▼

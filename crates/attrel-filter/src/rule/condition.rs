//! Built-in conditions over ambient request facts.

use attrel_core::RequestFacts;

use crate::pattern::{Pattern, StringMatch};
use crate::tristate::Tristate;

/// A condition evaluated against [`RequestFacts`].
///
/// A condition that needs a fact the request does not carry evaluates to
/// `Fail`, never `False`.
#[derive(Debug, Clone, PartialEq, Eq, Hash)]
pub enum Condition {
    /// Requesting party identifier equals a string.
    Requester(StringMatch),
    /// Requesting party identifier matches a pattern.
    RequesterRegex(Pattern),
    /// Responder identifier equals a string.
    Responder(StringMatch),
    /// Principal name equals a string.
    Principal(StringMatch),
    /// Principal name matches a pattern.
    PrincipalRegex(Pattern),
    /// Any proxied requester equals a string.
    ProxiedRequester(StringMatch),
    /// Any satisfied authentication method equals a string.
    AuthenticationMethod(StringMatch),
}

impl Condition {
    /// Short name for diagnostics.
    #[must_use]
    pub fn kind_name(&self) -> &'static str {
        match self {
            Self::Requester(_) => "requester",
            Self::RequesterRegex(_) => "requester-regex",
            Self::Responder(_) => "responder",
            Self::Principal(_) => "principal",
            Self::PrincipalRegex(_) => "principal-regex",
            Self::ProxiedRequester(_) => "proxied-requester",
            Self::AuthenticationMethod(_) => "authentication-method",
        }
    }

    pub fn evaluate(&self, facts: &RequestFacts) -> Tristate {
        match self {
            Self::Requester(m) => single(facts.requester(), |v| m.matches(v)),
            Self::RequesterRegex(p) => single(facts.requester(), |v| p.is_match(v)),
            Self::Responder(m) => single(facts.responder(), |v| m.matches(v)),
            Self::Principal(m) => single(facts.principal(), |v| m.matches(v)),
            Self::PrincipalRegex(p) => single(facts.principal(), |v| p.is_match(v)),
            // Proxying is optional, an absent list just means no match.
            Self::ProxiedRequester(m) => {
                Tristate::from(facts.proxied_requesters().iter().any(|v| m.matches(v)))
            }
            Self::AuthenticationMethod(m) => {
                if facts.authentication_methods().is_empty() {
                    tracing::debug!("No authentication methods in request facts");
                    return Tristate::Fail;
                }
                Tristate::from(facts.authentication_methods().iter().any(|v| m.matches(v)))
            }
        }
    }
}

fn single(fact: Option<&str>, test: impl Fn(&str) -> bool) -> Tristate {
    match fact {
        Some(value) => Tristate::from(test(value)),
        None => Tristate::Fail,
    }
}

▲

» EXERCISE DETAILS: The stopping point is the line containing "carry evaluates to". Reproduce exactly every line of the material from the first through that one.

» TASK RESULT:
filename crates/attrel-filter/src/rule/condition.rs
//! Built-in conditions over ambient request facts.

use attrel_core::RequestFacts;

use crate::pattern::{Pattern, StringMatch};
use crate::tristate::Tristate;

/// A condition evaluated against [`RequestFacts`].
///
/// A condition that needs a fact the request does not carry evaluates to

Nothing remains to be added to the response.